**Action item:**
Work through the data below and copy out every line where "BoundingRectangle" is found.

*** Opening of Data ***

//! CLI subcommand implementations.

pub mod cart;
//! Tests for corner transformation

use crate::coordinate::bbox::BoundingRectangle;
use crate::coordinate::crs::CoordinateReferenceSystem;
use crate::coordinate::point::Point2D;
use crate::coordinate::transform::{transform, CornerTransformer};
use crate::grid::errors::GridError;

fn crs(identifier: &str) -> CoordinateReferenceSystem {
    CoordinateReferenceSystem::resolve(identifier).unwrap()
}

#[test]
fn test_geographic_to_utm_corners() {
    let transformer = CornerTransformer::new(&crs("EPSG:4326"), &crs("EPSG:26915")).unwrap();
    let rect = BoundingRectangle::new(-91.0, 29.0, -89.0, 31.0).unwrap();

    let (sw, ne) = transformer.transform_corners(&rect).unwrap();

    assert!(sw.x > 650_000.0 && sw.x < 750_000.0, "SW easting {}", sw.x);
    assert!(sw.y > 3_150_000.0 && sw.y < 3_260_000.0, "SW northing {}", sw.y);
    assert!(ne.x > 830_000.0 && ne.x < 930_000.0, "NE easting {}", ne.x);
    assert!(ne.y > 3_380_000.0 && ne.y < 3_480_000.0, "NE northing {}", ne.y);
    assert!(sw.x < ne.x && sw.y < ne.y);
}

#[test]
fn test_axis_order_is_x_then_y() {
    // Longitude goes in first whatever the CRS's own axis order
    let point = transform(Point2D::new(-93.0, 30.0), &crs("EPSG:4326"), &crs("EPSG:26915")).unwrap();

    // On the central meridian of zone 15 the easting is the false easting
    assert!((point.x - 500_000.0).abs() < 0.01, "easting {}", point.x);
    assert!(point.y > 3_300_000.0 && point.y < 3_330_000.0, "northing {}", point.y);
}

#[test]
fn test_web_mercator() {
    let point = transform(Point2D::new(10.0, 0.0), &crs("4326"), &crs("3857")).unwrap();

    assert!((point.x - 1_113_194.907_932_7).abs() < 0.01, "x {}", point.x);
    assert!(point.y.abs() < 0.01, "y {}", point.y);
}

#[test]
fn test_round_trip_through_utm() {
    let geographic = crs("EPSG:4326");
    let utm = crs("EPSG:26915");
    let original = Point2D::new(-89.0, 31.0);

    let projected = transform(original, &geographic, &utm).unwrap();
    let back = transform(projected, &utm, &geographic).unwrap();

    assert!((back.x - original.x).abs() < 1e-6, "lon {}", back.x);
    assert!((back.y - original.y).abs() < 1e-6, "lat {}", back.y);
}

#[test]
fn test_identity_transform_is_exact() {
    let utm = crs("EPSG:26915");
    let transformer = CornerTransformer::new(&utm, &utm).unwrap();
    let point = Point2D::new(694_743.123_456_7, 3_210_987.654_321);

    assert_eq!(transformer.transform(point).unwrap(), point);
    assert_eq!(transformer.source(), transformer.target());
}

#[test]
fn test_missing_grid_shift_is_unsupported() {
    // NAD27 is defined through optional grid files that are not available
    let result = CornerTransformer::new(&crs("EPSG:4326"), &crs("EPSG:4267"))
        .and_then(|transformer| transformer.transform(Point2D::new(-90.0, 30.0)));

    assert!(matches!(result, Err(GridError::TransformationUnsupported { .. })), "{:?}", result);
}
//! Utility modules for common functionality
//!
//! This module provides various utility functions and types used throughout the application.

pub mod logger;
pub(crate) mod progress;
pub mod format_utils;
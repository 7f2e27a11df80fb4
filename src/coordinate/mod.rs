//! Coordinate handling for geospatial data
//!
//! This module provides structures and functionality for resolving
//! coordinate systems, transforming points between them and reducing
//! geometries to their extent.

mod bbox;
mod point;
mod transform;
mod crs;
mod extent;
#[cfg(test)]
mod tests;

// Re-export key types
pub use self::bbox::BoundingRectangle;
pub use self::point::Point2D;
pub use self::transform::{transform, CornerTransformer};
pub use self::crs::{parse_identifier, strip_axis_override, CoordinateReferenceSystem, CrsAliasRegistry, CrsKind};
pub use self::extent::extent;
pub mod io;
pub mod utils;
pub mod grid;
pub mod coordinate;
pub mod config;
pub mod commands;
pub mod api;

pub use crate::api::{generate_grid, generate_grid_for_extent, generate_grid_with, GridKit, GridRun};

pub use config::GridParameters;
pub use grid::{GridError, GridResult, GridSpacing, GridTable, Lattice};
pub use coordinate::{BoundingRectangle, Point2D, CornerTransformer, CoordinateReferenceSystem};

*** Close of Data ***

**Response below:**
use crate::coordinate::bbox::BoundingRectangle;
    let rect = BoundingRectangle::new(-91.0, 29.0, -89.0, 31.0).unwrap();
pub use self::bbox::BoundingRectangle;
pub use coordinate::{BoundingRectangle, Point2D, CornerTransformer, CoordinateReferenceSystem};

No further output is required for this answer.